El argumento no deja de ser la manida historia de miembro de una cultura cautivado por las tradiciones ancestrales de una cultura más primitiva. Vamos, Bailando con Lobos, El Último Samurai y, me apuntaban, La leyenda de un hombre llamado Caballo. No puede decirse que la adaptación de Cameron sea superior a las anteriores. En todo momento sabes lo que sucederá a continuación, con un guión no solo plano sino también previsible. Los personajes malvados están mal diseñados y son poco creíbles, al igual que algunas de las tácticas de combate.
¿Y qué?
Durante casi tres horas eso careció de interés. La narración se desarrolla fluida, con momentos épicos llevados con maestría. Si el director fuera otro estaríamos felicitándole, a Cameron debemos tirarle un poco de las orejas. Pero precisamente su pericia transforma un guión simplón en un ejercicio de dirección. Porque aquí el concepto de dirección cobra una dimensión que no existía hasta ahora. El director no sólo planifica, sino que define hasta el mínimo detalle de cada plano. Hasta unos límites que volverían histérico a Kubrik.Si es que se puede considerar a uno más maniático y puntilloso que otro.

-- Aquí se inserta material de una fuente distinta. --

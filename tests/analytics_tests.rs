//! 聚合器与分析查询集成测试
//!
//! 覆盖游标消费的幂等性、小时桶分布与查询端的求和一致性、
//! 窗口趋势边界和坏事件隔离。

use std::sync::{Arc, Once};

use chrono::{DateTime, Utc};
use sea_orm::{ActiveValue::Set, EntityTrait};
use tempfile::TempDir;

use migration::entities::tracking_event;
use promolink::analytics::Aggregator;
use promolink::config::init_config;
use promolink::services::{GroupBy, QueryService};
use promolink::storage::{SeaOrmStorage, ShareLink, SharePlatform, SubjectRef};

static INIT: Once = Once::new();

fn init_static_config() {
    INIT.call_once(|| {
        init_config();
    });
}

async fn create_temp_storage() -> (Arc<SeaOrmStorage>, TempDir) {
    init_static_config();
    let td = TempDir::new().unwrap();
    let p = td.path().join("analytics_test.db");
    let u = format!("sqlite://{}?mode=rwc", p.display());
    let s = SeaOrmStorage::new(&u, "sqlite").await.unwrap();
    (Arc::new(s), td)
}

fn ts(s: &str) -> DateTime<Utc> {
    DateTime::parse_from_rfc3339(s).unwrap().with_timezone(&Utc)
}

async fn seed_link(storage: &SeaOrmStorage, id: &str) {
    let link = ShareLink {
        id: id.to_string(),
        article_id: "article-1".to_string(),
        platform: SharePlatform::Weibo,
        title: "深度解读".to_string(),
        description: None,
        promotion_code_id: None,
        share_url: format!("http://localhost:8080/s/{}", id),
        click_count: 0,
        conversion_count: 0,
        is_active: true,
        created_by: None,
        created_at: Utc::now(),
    };
    storage.insert_share_link(&link).await.unwrap();
}

fn click_event(
    n: usize,
    subject_id: &str,
    occurred_at: DateTime<Utc>,
    referrer: Option<&str>,
    device: Option<&str>,
    platform: Option<&str>,
) -> tracking_event::ActiveModel {
    tracking_event::ActiveModel {
        kind: Set("click".to_string()),
        subject_kind: Set("link".to_string()),
        subject_id: Set(subject_id.to_string()),
        occurred_at: Set(occurred_at),
        referrer: Set(referrer.map(String::from)),
        device_type: Set(device.map(String::from)),
        platform: Set(platform.map(String::from)),
        country: Set(Some("CN".to_string())),
        city: Set(Some("Hangzhou".to_string())),
        session_id: Set(None),
        click_token: Set(Some(format!("seed-token-{}-{}", subject_id, n))),
        converted_token: Set(None),
        dedup_key: Set(None),
        ..Default::default()
    }
}

fn conversion_event(
    n: usize,
    subject_id: &str,
    occurred_at: DateTime<Utc>,
) -> tracking_event::ActiveModel {
    tracking_event::ActiveModel {
        kind: Set("conversion".to_string()),
        subject_kind: Set("link".to_string()),
        subject_id: Set(subject_id.to_string()),
        occurred_at: Set(occurred_at),
        referrer: Set(None),
        device_type: Set(None),
        platform: Set(None),
        country: Set(None),
        city: Set(None),
        session_id: Set(None),
        click_token: Set(None),
        converted_token: Set(Some(format!("seed-conv-{}-{}", subject_id, n))),
        dedup_key: Set(None),
        ..Default::default()
    }
}

async fn insert_events(storage: &SeaOrmStorage, events: Vec<tracking_event::ActiveModel>) {
    for chunk in events.chunks(200) {
        tracking_event::Entity::insert_many(chunk.to_vec())
            .exec(storage.get_db())
            .await
            .unwrap();
    }
}

/// 消费全部积压
async fn drain(aggregator: &Aggregator) {
    loop {
        if aggregator.run_once().await.unwrap() == 0 {
            break;
        }
    }
}

// =============================================================================
// 1000 事件 / 3 小时桶场景
// =============================================================================

#[tokio::test]
async fn test_thousand_clicks_across_three_hourly_buckets() {
    let (storage, _td) = create_temp_storage().await;
    seed_link(&storage, "l-1000").await;

    // 300 / 400 / 300 分布在三个相邻小时
    let mut events = Vec::new();
    let mut n = 0;
    for (hour, count) in [
        ("2026-03-01T10:00:00Z", 300),
        ("2026-03-01T11:00:00Z", 400),
        ("2026-03-01T12:00:00Z", 300),
    ] {
        let base = ts(hour);
        for i in 0..count {
            let at = base + chrono::Duration::seconds((i % 3600) as i64);
            let referrer = if hour.contains("11") {
                Some("weibo.com")
            } else {
                None
            };
            let device = if i % 2 == 0 { Some("smartphone") } else { Some("pc") };
            events.push(click_event(n, "l-1000", at, referrer, device, Some("weibo")));
            n += 1;
        }
    }
    insert_events(&storage, events).await;

    let aggregator = Aggregator::new(storage.clone());
    drain(&aggregator).await;

    let queries = QueryService::new(storage.clone());
    let analytics = queries
        .get_share_analytics(
            &SubjectRef::link("l-1000"),
            ts("2026-03-01T10:00:00Z"),
            ts("2026-03-01T13:00:00Z"),
            GroupBy::Hour,
        )
        .await
        .unwrap();

    assert_eq!(analytics.total_clicks, 1000);

    let by_label: Vec<(String, u64)> = analytics
        .time_series
        .iter()
        .map(|p| (p.label.clone(), p.clicks))
        .collect();
    assert_eq!(
        by_label,
        vec![
            ("2026-03-01 10:00".to_string(), 300),
            ("2026-03-01 11:00".to_string(), 400),
            ("2026-03-01 12:00".to_string(), 300),
        ]
    );

    // 前一个等长窗口没有数据 → 趋势 100%
    assert_eq!(analytics.trend.clicks_change_pct, 100.0);

    // 设备分布：偶数下标 smartphone，奇数下标 pc
    let devices: std::collections::HashMap<_, _> = analytics
        .device_data
        .iter()
        .map(|d| (d.name.clone(), d.count))
        .collect();
    assert_eq!(devices.get("smartphone"), Some(&500));
    assert_eq!(devices.get("pc"), Some(&500));

    // 地理分布
    assert_eq!(analytics.geographic_data[0].country, "CN");
    assert_eq!(
        analytics.geographic_data[0].city.as_deref(),
        Some("Hangzhou")
    );
    assert_eq!(analytics.geographic_data[0].count, 1000);

    // 平台归因全部来自记录时的 platform 字段
    assert_eq!(analytics.platform_data[0].name, "weibo");
    assert_eq!(analytics.platform_data[0].count, 1000);
}

/// 重复处理同一事件流不会二次计数
#[tokio::test]
async fn test_aggregation_is_idempotent() {
    let (storage, _td) = create_temp_storage().await;
    seed_link(&storage, "l-idem").await;

    let base = ts("2026-03-02T09:00:00Z");
    let events = (0..50)
        .map(|i| click_event(i, "l-idem", base, None, None, None))
        .collect();
    insert_events(&storage, events).await;

    let aggregator = Aggregator::new(storage.clone());
    drain(&aggregator).await;

    // 再跑几轮：游标已推进，无事可做
    assert_eq!(aggregator.run_once().await.unwrap(), 0);
    assert_eq!(aggregator.run_once().await.unwrap(), 0);

    let queries = QueryService::new(storage.clone());
    let analytics = queries
        .get_share_analytics(
            &SubjectRef::link("l-idem"),
            ts("2026-03-02T00:00:00Z"),
            ts("2026-03-03T00:00:00Z"),
            GroupBy::Day,
        )
        .await
        .unwrap();
    assert_eq!(analytics.total_clicks, 50);
}

/// 转化进入同一桶的 conversions 列
#[tokio::test]
async fn test_conversions_aggregate_into_buckets() {
    let (storage, _td) = create_temp_storage().await;
    seed_link(&storage, "l-conv").await;

    let base = ts("2026-03-03T15:00:00Z");
    let mut events: Vec<_> = (0..40)
        .map(|i| click_event(i, "l-conv", base, None, None, None))
        .collect();
    events.extend((0..10).map(|i| conversion_event(i, "l-conv", base)));
    insert_events(&storage, events).await;

    let aggregator = Aggregator::new(storage.clone());
    drain(&aggregator).await;

    let queries = QueryService::new(storage.clone());
    let analytics = queries
        .get_share_analytics(
            &SubjectRef::link("l-conv"),
            ts("2026-03-03T00:00:00Z"),
            ts("2026-03-04T00:00:00Z"),
            GroupBy::Day,
        )
        .await
        .unwrap();

    assert_eq!(analytics.total_clicks, 40);
    assert_eq!(analytics.total_conversions, 10);
    assert!((analytics.conversion_rate - 25.0).abs() < f64::EPSILON);
}

/// Top-N 打平按键字典序，保证结果确定
#[tokio::test]
async fn test_top_referrers_tiebreak() {
    let (storage, _td) = create_temp_storage().await;
    seed_link(&storage, "l-tie").await;

    let base = ts("2026-03-04T08:00:00Z");
    let mut events = Vec::new();
    for i in 0..3 {
        events.push(click_event(i, "l-tie", base, Some("bbb.example.com"), None, None));
    }
    for i in 3..6 {
        events.push(click_event(i, "l-tie", base, Some("aaa.example.com"), None, None));
    }
    insert_events(&storage, events).await;

    let aggregator = Aggregator::new(storage.clone());
    drain(&aggregator).await;

    let queries = QueryService::new(storage.clone());
    let analytics = queries
        .get_share_analytics(
            &SubjectRef::link("l-tie"),
            ts("2026-03-04T00:00:00Z"),
            ts("2026-03-05T00:00:00Z"),
            GroupBy::Day,
        )
        .await
        .unwrap();

    assert_eq!(analytics.top_referrers[0].name, "aaa.example.com");
    assert_eq!(analytics.top_referrers[1].name, "bbb.example.com");
    assert_eq!(analytics.top_referrers[0].count, 3);
}

/// 单条坏事件被跳过，不阻塞后续进度
#[tokio::test]
async fn test_malformed_event_is_isolated() {
    let (storage, _td) = create_temp_storage().await;
    seed_link(&storage, "l-bad").await;

    let base = ts("2026-03-05T12:00:00Z");
    let mut events = vec![click_event(0, "l-bad", base, None, None, None)];
    // 人为构造一条坏 kind
    events.push(tracking_event::ActiveModel {
        kind: Set("bogus".to_string()),
        subject_kind: Set("link".to_string()),
        subject_id: Set("l-bad".to_string()),
        occurred_at: Set(base),
        referrer: Set(None),
        device_type: Set(None),
        platform: Set(None),
        country: Set(None),
        city: Set(None),
        session_id: Set(None),
        click_token: Set(Some("seed-bad-token".to_string())),
        converted_token: Set(None),
        dedup_key: Set(None),
        ..Default::default()
    });
    events.push(click_event(1, "l-bad", base, None, None, None));
    insert_events(&storage, events).await;

    let aggregator = Aggregator::new(storage.clone());
    drain(&aggregator).await;

    let queries = QueryService::new(storage.clone());
    let analytics = queries
        .get_share_analytics(
            &SubjectRef::link("l-bad"),
            ts("2026-03-05T00:00:00Z"),
            ts("2026-03-06T00:00:00Z"),
            GroupBy::Day,
        )
        .await
        .unwrap();

    // 坏事件没有计入，两条好事件都在
    assert_eq!(analytics.total_clicks, 2);

    // 游标越过坏事件，重放不再处理
    assert_eq!(aggregator.run_once().await.unwrap(), 0);
}
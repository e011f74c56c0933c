pub mod aggregator_cursor;
pub mod promotion_code;
pub mod share_link;
pub mod stats_hourly;
pub mod tracking_event;
pub mod wechat_qrcode;
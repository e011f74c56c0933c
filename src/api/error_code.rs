//! 统一 API 错误码定义

use serde_repr::{Deserialize_repr, Serialize_repr};

use crate::errors::PromolinkError;

/// API 错误码枚举
///
/// 使用 serde_repr 序列化为数字。按千位分域：
/// - 0: 成功
/// - 1000-1099: 通用错误
/// - 3000-3099: 码/链接/二维码错误
/// - 4000-4099: 事件接入错误
#[derive(Debug, Clone, Copy, PartialEq, Eq, Serialize_repr, Deserialize_repr)]
#[repr(i32)]
pub enum ErrorCode {
    // 成功
    Success = 0,

    // 通用错误 1000-1099
    BadRequest = 1000,
    NotFound = 1004,
    InternalServerError = 1005,
    InvalidDateFormat = 1012,
    ServiceUnavailable = 1030,

    // 码/链接/二维码错误 3000-3099
    DuplicateCode = 3001,
    GenerationExhausted = 3002,
    SubjectNotUsable = 3003,

    // 事件接入错误 4000-4099
    NoAttributableClick = 4000,
}

impl From<&PromolinkError> for ErrorCode {
    fn from(err: &PromolinkError) -> Self {
        match err {
            PromolinkError::Validation(_) => ErrorCode::BadRequest,
            PromolinkError::DateParse(_) => ErrorCode::InvalidDateFormat,
            PromolinkError::DuplicateCode(_) => ErrorCode::DuplicateCode,
            PromolinkError::GenerationExhausted(_) => ErrorCode::GenerationExhausted,
            PromolinkError::NotUsable(_) => ErrorCode::SubjectNotUsable,
            PromolinkError::NoAttributableClick(_) => ErrorCode::NoAttributableClick,
            PromolinkError::NotFound(_) => ErrorCode::NotFound,
            PromolinkError::StoreUnavailable(_) => ErrorCode::ServiceUnavailable,
            PromolinkError::DatabaseConfig(_)
            | PromolinkError::DatabaseConnection(_)
            | PromolinkError::DatabaseOperation(_)
            | PromolinkError::Serialization(_) => ErrorCode::InternalServerError,
        }
    }
}
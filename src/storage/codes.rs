//! 推广码存储操作

use chrono::{DateTime, Utc};
use sea_orm::sea_query::Expr;
use sea_orm::{
    ActiveValue::Set, ColumnTrait, Condition, EntityTrait, ExprTrait, PaginatorTrait, QueryFilter,
    QueryOrder, QuerySelect,
};
use tracing::info;

use super::models::PromotionCode;
use super::retry;
use super::SeaOrmStorage;
use crate::errors::{PromolinkError, Result};
use crate::utils::normalize_code;
use migration::entities::promotion_code;

/// 推广码列表过滤条件
#[derive(Default, Clone, Debug)]
pub struct CodeFilter {
    pub article_id: Option<String>,
    pub code_type: Option<String>,
    pub platform: Option<String>,
    /// 只返回 is_active 的码
    pub only_active: bool,
    /// 模糊搜索 code
    pub search: Option<String>,
}

impl SeaOrmStorage {
    /// 插入推广码
    ///
    /// 唯一性由存储层唯一约束兜底，预检查只用于提前给出友好错误；
    /// 约束冲突映射为 DuplicateCode。
    pub async fn insert_promotion_code(&self, code: &PromotionCode) -> Result<()> {
        let model = promotion_code::ActiveModel {
            id: Set(code.id.clone()),
            code: Set(code.code.clone()),
            article_id: Set(code.article_id.clone()),
            code_type: Set(code.code_type.to_string()),
            platform: Set(code.platform.map(|p| p.to_string())),
            is_custom: Set(code.is_custom),
            max_uses: Set(code.max_uses),
            current_uses: Set(code.current_uses),
            expires_at: Set(code.expires_at),
            is_active: Set(code.is_active),
            is_deleted: Set(false),
            created_by: Set(code.created_by.clone()),
            created_at: Set(code.created_at),
        };

        let result = retry::with_retry(
            &format!("insert_promotion_code({})", code.code),
            self.retry_config(),
            || async {
                promotion_code::Entity::insert(model.clone())
                    .exec(self.get_db())
                    .await
            },
        )
        .await;

        match result {
            Ok(_) => {
                info!("Promotion code created: {} ({})", code.code, code.id);
                Ok(())
            }
            Err(e) if retry::is_unique_violation(&e) => Err(PromolinkError::duplicate_code(
                format!("推广码已存在: {}", code.code),
            )),
            Err(e) => Err(self.map_db_err("insert_promotion_code", e)),
        }
    }

    pub async fn get_promotion_code(&self, id: &str) -> Result<Option<PromotionCode>> {
        let model = promotion_code::Entity::find_by_id(id)
            .filter(promotion_code::Column::IsDeleted.eq(false))
            .one(self.get_db())
            .await
            .map_err(|e| self.map_db_err("get_promotion_code", e))?;

        model.map(PromotionCode::try_from).transpose()
    }

    /// 按码字符串查找（大小写不敏感）
    pub async fn find_promotion_code(&self, code: &str) -> Result<Option<PromotionCode>> {
        let normalized = normalize_code(code);
        let model = promotion_code::Entity::find()
            .filter(promotion_code::Column::Code.eq(&normalized))
            .filter(promotion_code::Column::IsDeleted.eq(false))
            .one(self.get_db())
            .await
            .map_err(|e| self.map_db_err("find_promotion_code", e))?;

        model.map(PromotionCode::try_from).transpose()
    }

    /// 分页列出推广码，返回 (items, total)
    pub async fn list_promotion_codes(
        &self,
        filter: &CodeFilter,
        page: u64,
        page_size: u64,
    ) -> Result<(Vec<PromotionCode>, u64)> {
        let mut query = promotion_code::Entity::find()
            .filter(promotion_code::Column::IsDeleted.eq(false));

        if let Some(ref article_id) = filter.article_id {
            query = query.filter(promotion_code::Column::ArticleId.eq(article_id));
        }
        if let Some(ref code_type) = filter.code_type {
            query = query.filter(promotion_code::Column::CodeType.eq(code_type));
        }
        if let Some(ref platform) = filter.platform {
            query = query.filter(promotion_code::Column::Platform.eq(platform));
        }
        if filter.only_active {
            query = query.filter(promotion_code::Column::IsActive.eq(true));
        }
        if let Some(ref search) = filter.search {
            query = query
                .filter(promotion_code::Column::Code.contains(&normalize_code(search)));
        }

        let total = query
            .clone()
            .count(self.get_db())
            .await
            .map_err(|e| self.map_db_err("list_promotion_codes.count", e))?;

        let models = query
            .order_by_desc(promotion_code::Column::CreatedAt)
            .offset(page.saturating_sub(1) * page_size)
            .limit(page_size)
            .all(self.get_db())
            .await
            .map_err(|e| self.map_db_err("list_promotion_codes", e))?;

        let codes = models
            .into_iter()
            .map(PromotionCode::try_from)
            .collect::<Result<Vec<_>>>()?;

        Ok((codes, total))
    }

    /// 翻转启用状态（原子 NOT），返回新状态
    pub async fn toggle_promotion_code(&self, id: &str) -> Result<bool> {
        let rows = promotion_code::Entity::update_many()
            .col_expr(
                promotion_code::Column::IsActive,
                Expr::col(promotion_code::Column::IsActive).not(),
            )
            .filter(promotion_code::Column::Id.eq(id))
            .filter(promotion_code::Column::IsDeleted.eq(false))
            .exec(self.get_db())
            .await
            .map_err(|e| self.map_db_err("toggle_promotion_code", e))?
            .rows_affected;

        if rows == 0 {
            return Err(PromolinkError::not_found(format!("推广码不存在: {}", id)));
        }

        let code = self
            .get_promotion_code(id)
            .await?
            .ok_or_else(|| PromolinkError::not_found(format!("推广码不存在: {}", id)))?;
        Ok(code.is_active)
    }

    /// 软删除（终态、幂等）
    ///
    /// 事件仍引用该行，分析数据不受影响；删除后 try_consume 一律拒绝。
    pub async fn soft_delete_promotion_code(&self, id: &str) -> Result<()> {
        let rows = promotion_code::Entity::update_many()
            .col_expr(promotion_code::Column::IsDeleted, Expr::value(true))
            .filter(promotion_code::Column::Id.eq(id))
            .filter(promotion_code::Column::IsDeleted.eq(false))
            .exec(self.get_db())
            .await
            .map_err(|e| self.map_db_err("soft_delete_promotion_code", e))?
            .rows_affected;

        if rows == 0 {
            // 已删除的重复调用是幂等成功；完全不存在才报错
            let exists = promotion_code::Entity::find_by_id(id)
                .one(self.get_db())
                .await
                .map_err(|e| self.map_db_err("soft_delete_promotion_code", e))?
                .is_some();
            if !exists {
                return Err(PromolinkError::not_found(format!("推广码不存在: {}", id)));
            }
        } else {
            info!("Promotion code deleted: {}", id);
        }
        Ok(())
    }

    /// 清扫：把已过期但仍标记 active 的码翻转为 inactive
    ///
    /// 可用性判定在消费时独立重查过期，这里只是反规范化优化。
    pub async fn expire_promotion_codes(&self, now: DateTime<Utc>) -> Result<u64> {
        let rows = promotion_code::Entity::update_many()
            .col_expr(promotion_code::Column::IsActive, Expr::value(false))
            .filter(promotion_code::Column::IsActive.eq(true))
            .filter(
                Condition::all()
                    .add(promotion_code::Column::ExpiresAt.is_not_null())
                    .add(promotion_code::Column::ExpiresAt.lte(now)),
            )
            .exec(self.get_db())
            .await
            .map_err(|e| self.map_db_err("expire_promotion_codes", e))?
            .rows_affected;

        Ok(rows)
    }
}
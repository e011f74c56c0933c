//! User-Agent 设备分类
//!
//! 调用方未显式提供 device_type 时，从 User-Agent 推导设备类别。

use once_cell::sync::Lazy;
use woothee::parser::Parser;

static PARSER: Lazy<Parser> = Lazy::new(Parser::new);

/// 从 User-Agent 推导设备类别
///
/// 返回 woothee 的 category（pc / smartphone / mobilephone / appliance /
/// crawler 等）；解析失败返回 None，由上游按未知处理。
pub fn classify_user_agent(user_agent: &str) -> Option<String> {
    if user_agent.is_empty() {
        return None;
    }
    PARSER
        .parse(user_agent)
        .map(|result| result.category.to_string())
        .filter(|c| !c.is_empty() && c != "UNKNOWN")
}
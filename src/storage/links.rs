//! 分享链接存储操作

use sea_orm::sea_query::Expr;
use sea_orm::{
    ActiveValue::Set, ColumnTrait, EntityTrait, ExprTrait, FromQueryResult, PaginatorTrait,
    QueryFilter, QueryOrder, QuerySelect,
};
use tracing::info;

use super::models::ShareLink;
use super::retry;
use super::SeaOrmStorage;
use crate::errors::{PromolinkError, Result};
use migration::entities::share_link;

/// 计数聚合行（share-stats 查询用）
#[derive(Debug, FromQueryResult)]
pub(crate) struct LinkTotalsRow {
    pub total_shares: i64,
    pub total_clicks: Option<i64>,
    pub total_conversions: Option<i64>,
}

impl SeaOrmStorage {
    pub async fn insert_share_link(&self, link: &ShareLink) -> Result<()> {
        let model = share_link::ActiveModel {
            id: Set(link.id.clone()),
            article_id: Set(link.article_id.clone()),
            platform: Set(link.platform.to_string()),
            title: Set(link.title.clone()),
            description: Set(link.description.clone()),
            promotion_code_id: Set(link.promotion_code_id.clone()),
            share_url: Set(link.share_url.clone()),
            click_count: Set(link.click_count),
            conversion_count: Set(link.conversion_count),
            is_active: Set(link.is_active),
            is_deleted: Set(false),
            created_by: Set(link.created_by.clone()),
            created_at: Set(link.created_at),
        };

        retry::with_retry(
            &format!("insert_share_link({})", link.id),
            self.retry_config(),
            || async {
                share_link::Entity::insert(model.clone())
                    .exec(self.get_db())
                    .await
            },
        )
        .await
        .map_err(|e| self.map_db_err("insert_share_link", e))?;

        info!(
            "Share link created: {} ({} / {})",
            link.id, link.article_id, link.platform
        );
        Ok(())
    }

    pub async fn get_share_link(&self, id: &str) -> Result<Option<ShareLink>> {
        let model = share_link::Entity::find_by_id(id)
            .filter(share_link::Column::IsDeleted.eq(false))
            .one(self.get_db())
            .await
            .map_err(|e| self.map_db_err("get_share_link", e))?;

        model.map(ShareLink::try_from).transpose()
    }

    /// 分页列出分享链接，返回 (items, total)
    pub async fn list_share_links(
        &self,
        article_id: Option<&str>,
        page: u64,
        page_size: u64,
    ) -> Result<(Vec<ShareLink>, u64)> {
        let mut query = share_link::Entity::find().filter(share_link::Column::IsDeleted.eq(false));

        if let Some(article_id) = article_id {
            query = query.filter(share_link::Column::ArticleId.eq(article_id));
        }

        let total = query
            .clone()
            .count(self.get_db())
            .await
            .map_err(|e| self.map_db_err("list_share_links.count", e))?;

        let models = query
            .order_by_desc(share_link::Column::CreatedAt)
            .offset(page.saturating_sub(1) * page_size)
            .limit(page_size)
            .all(self.get_db())
            .await
            .map_err(|e| self.map_db_err("list_share_links", e))?;

        let links = models
            .into_iter()
            .map(ShareLink::try_from)
            .collect::<Result<Vec<_>>>()?;

        Ok((links, total))
    }

    /// 翻转启用状态（原子 NOT），返回新状态
    pub async fn toggle_share_link(&self, id: &str) -> Result<bool> {
        let rows = share_link::Entity::update_many()
            .col_expr(
                share_link::Column::IsActive,
                Expr::col(share_link::Column::IsActive).not(),
            )
            .filter(share_link::Column::Id.eq(id))
            .filter(share_link::Column::IsDeleted.eq(false))
            .exec(self.get_db())
            .await
            .map_err(|e| self.map_db_err("toggle_share_link", e))?
            .rows_affected;

        if rows == 0 {
            return Err(PromolinkError::not_found(format!("分享链接不存在: {}", id)));
        }

        let link = self
            .get_share_link(id)
            .await?
            .ok_or_else(|| PromolinkError::not_found(format!("分享链接不存在: {}", id)))?;
        Ok(link.is_active)
    }

    /// 软删除（终态、幂等）
    pub async fn soft_delete_share_link(&self, id: &str) -> Result<()> {
        let rows = share_link::Entity::update_many()
            .col_expr(share_link::Column::IsDeleted, Expr::value(true))
            .filter(share_link::Column::Id.eq(id))
            .filter(share_link::Column::IsDeleted.eq(false))
            .exec(self.get_db())
            .await
            .map_err(|e| self.map_db_err("soft_delete_share_link", e))?
            .rows_affected;

        if rows == 0 {
            let exists = share_link::Entity::find_by_id(id)
                .one(self.get_db())
                .await
                .map_err(|e| self.map_db_err("soft_delete_share_link", e))?
                .is_some();
            if !exists {
                return Err(PromolinkError::not_found(format!("分享链接不存在: {}", id)));
            }
        } else {
            info!("Share link deleted: {}", id);
        }
        Ok(())
    }

    /// 同步计数汇总（share-stats 的即时视图，与聚合桶无关）
    pub(crate) async fn share_link_totals(
        &self,
        article_id: Option<&str>,
    ) -> Result<LinkTotalsRow> {
        let mut query = share_link::Entity::find()
            .select_only()
            .column_as(share_link::Column::Id.count(), "total_shares")
            .column_as(share_link::Column::ClickCount.sum(), "total_clicks")
            .column_as(
                share_link::Column::ConversionCount.sum(),
                "total_conversions",
            )
            .filter(share_link::Column::IsDeleted.eq(false));

        if let Some(article_id) = article_id {
            query = query.filter(share_link::Column::ArticleId.eq(article_id));
        }

        let row = query
            .into_model::<LinkTotalsRow>()
            .one(self.get_db())
            .await
            .map_err(|e| self.map_db_err("share_link_totals", e))?;

        Ok(row.unwrap_or(LinkTotalsRow {
            total_shares: 0,
            total_clicks: None,
            total_conversions: None,
        }))
    }
}
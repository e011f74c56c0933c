//! 小时级主体统计汇总实体

use sea_orm::entity::prelude::*;

#[derive(Clone, Debug, PartialEq, DeriveEntityModel, Eq)]
#[sea_orm(table_name = "stats_hourly")]
pub struct Model {
    #[sea_orm(primary_key)]
    pub id: i64,
    pub subject_kind: String,
    pub subject_id: String,
    pub hour_bucket: DateTimeUtc,
    pub clicks: i64,
    pub conversions: i64,
    #[sea_orm(column_type = "Text", nullable)]
    pub referrer_counts: Option<String>,
    #[sea_orm(column_type = "Text", nullable)]
    pub device_counts: Option<String>,
    #[sea_orm(column_type = "Text", nullable)]
    pub geo_counts: Option<String>,
    #[sea_orm(column_type = "Text", nullable)]
    pub platform_counts: Option<String>,
}

#[derive(Copy, Clone, Debug, EnumIter, DeriveRelation)]
pub enum Relation {}

impl ActiveModelBehavior for ActiveModel {}
//! 过期清扫
//!
//! 低频后台任务：把已过期的临时二维码和推广码翻转为终态/非活跃。
//! 消费谓词在每次判定时独立重查过期时间，清扫只是索引友好的反规范化
//! 优化，重复或并发运行都是安全的。

use std::sync::Arc;

use chrono::Utc;
use tokio::time::{Duration, sleep};
use tracing::{debug, info, warn};

use crate::config::get_config;
use crate::errors::Result;
use crate::storage::SeaOrmStorage;

pub struct Sweeper {
    storage: Arc<SeaOrmStorage>,
    interval: Duration,
}

impl Sweeper {
    pub fn new(storage: Arc<SeaOrmStorage>) -> Self {
        let config = get_config();
        Self {
            storage,
            interval: Duration::from_secs(config.analytics.sweep_interval_seconds),
        }
    }

    /// 启动后台清扫循环（作为异步方法运行）
    pub async fn start_background_task(&self) {
        info!("Expiry sweeper started (interval: {:?})", self.interval);
        loop {
            sleep(self.interval).await;
            if let Err(e) = self.run_once().await {
                warn!("Expiry sweep failed: {}", e);
            }
        }
    }

    /// 执行一轮清扫，返回 (过期推广码数, 过期二维码数)
    pub async fn run_once(&self) -> Result<(u64, u64)> {
        let now = Utc::now();

        let expired_codes = self.storage.expire_promotion_codes(now).await?;
        let expired_qrcodes = self.storage.expire_temporary_qrcodes(now).await?;

        if expired_codes > 0 || expired_qrcodes > 0 {
            info!(
                "Expiry sweep completed: {} promotion codes, {} QR codes",
                expired_codes, expired_qrcodes
            );
        } else {
            debug!("Expiry sweep completed: nothing to expire");
        }

        Ok((expired_codes, expired_qrcodes))
    }
}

Y eso desemboca en planos que se nos hacen extraños. La profundidad de campo, los enfoques, la claustrofobia y los ambientes abiertos, sensaciones a las que estabamos acostumbrados en el cine pero que debemos volver a aprender porque ahora funciona diferente, es más real.
Los actores son más que correctos y la presencia de Sigournuey Weaver en una película de Ciencia Ficción no deja de ser un eterno aliciente para los amantes del género.
Y si hablamos de un guión mejorable, no podemos dejar de alabar el mimo por el detalle. En los diseños digitales, en los ambientes, pero también en cada elemento tecnológico que aparece. Increíbles los diseños de interfaces informáticos, que no deberían estar muy lejos en el futuro de nuestra realidad.
En definitiva, una obra que redefinirá el cine en los próximos años. Un hito que cambiará el modo en que vemos cine.
Sin duda el tirón que la industria de la televisión necesita también para sacar esas nuevas pantallas 3D para poder disfrutarlo en casa. Porque de momento el único modo es el cine. Algo que las productoras aplaudirán entusiasmados porque obliga a volver a las salas.
Yo pienso volver a verla, al menos otra vez. Si estás pensando en descargarte la película en screener, perdona que te insulte, pero te mereces lo que vas a ver.
Y si, lo siento, soy completista. Me compraré la película en cuanto salga. Pero ojalá pudiese verla igual que la sentí anoche.